Recreational park in Hayatabad Peshawar

Bagh-e-Naran (Urdu: باغِ ناران) is a recreational park located in Phase 1, Hayatabad, Peshawar, Pakistan. It is one of the largest gardens in Hayatabad, and part of it is a zoo. The literal meaning of "Bagh-e-Naran" in local languages is "Garden Valley". It is located in Phase 1&2 Hayatabad and close to Tatara Park. There is also a playground for children.

==Mini zoo==
A mini zoo has been set up in Bagh Naran where monkeys, Nile cows, deer, zebras, and some birds are kept.

==Developments==
In January 2023, during a surprise visit to Bagh Naran, Special Assistant to the Chief Minister of Khyber Pakhtunkhwa, Kamran Bangash, was briefed by the Director General of Peshawar Development Authority and Deputy Director of PDA Horticulture. Recognizing Bagh Naran as a park frequented by both Pakistanis and Afghan citizens, Bangash ordered the establishment of an international standard visitor facility point and the swift opening of the walking track to the public.
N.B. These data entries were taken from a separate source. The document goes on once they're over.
//! # FluidPanel Communication
//!
//! The device link for FluidPanel: transports (serial and TCP), line
//! framing, command dispatch with response correlation, chunked file
//! transfers, and the connection lifecycle.
//!
//! The public surface is [`DeviceConnection`]: one handle per device,
//! carrying its own event bus. Everything below it (the transport, the
//! framer, the dispatcher, the transfer session) is owned by a single
//! IO task so protocol state never needs cross-task locking.
//!
//! ```no_run
//! use fluidpanel_communication::{ConnectionParams, DeviceConnection};
//!
//! # async fn demo() -> fluidpanel_core::Result<()> {
//! let connection = DeviceConnection::new();
//! connection.connect(&ConnectionParams::serial("/dev/ttyUSB0", 115200)).await?;
//! let reply = connection.send_command("$G").await?;
//! println!("{}", reply);
//! connection.disconnect().await?;
//! # Ok(())
//! # }
//! ```

pub mod connection;
pub mod dispatcher;
pub mod framer;
pub mod protocol;
pub mod transfer;
pub mod transport;

pub use connection::{ConnectionConfig, ConnectionState, DeviceConnection};
pub use dispatcher::Command;
pub use framer::LineFramer;
pub use protocol::{classify_line, DeviceLine};
pub use transfer::TransferState;
pub use transport::serial::{list_ports, SerialPortInfo};
pub use transport::{ConnectionParams, Transport, TransportKind};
He also instructed the installation of benches, chairs, washrooms, and additional plants wherever space permitted in the garden.

=== Extension ===
On 15 December 2022 Khyber Pakhtunkhwa government announced the extension of Bagh-e-Naran. The estimated cost is Rs 535 million. Additional multiple facilities are planned to be established, including jogging and cycling tracks, an open-air gym, and a playground.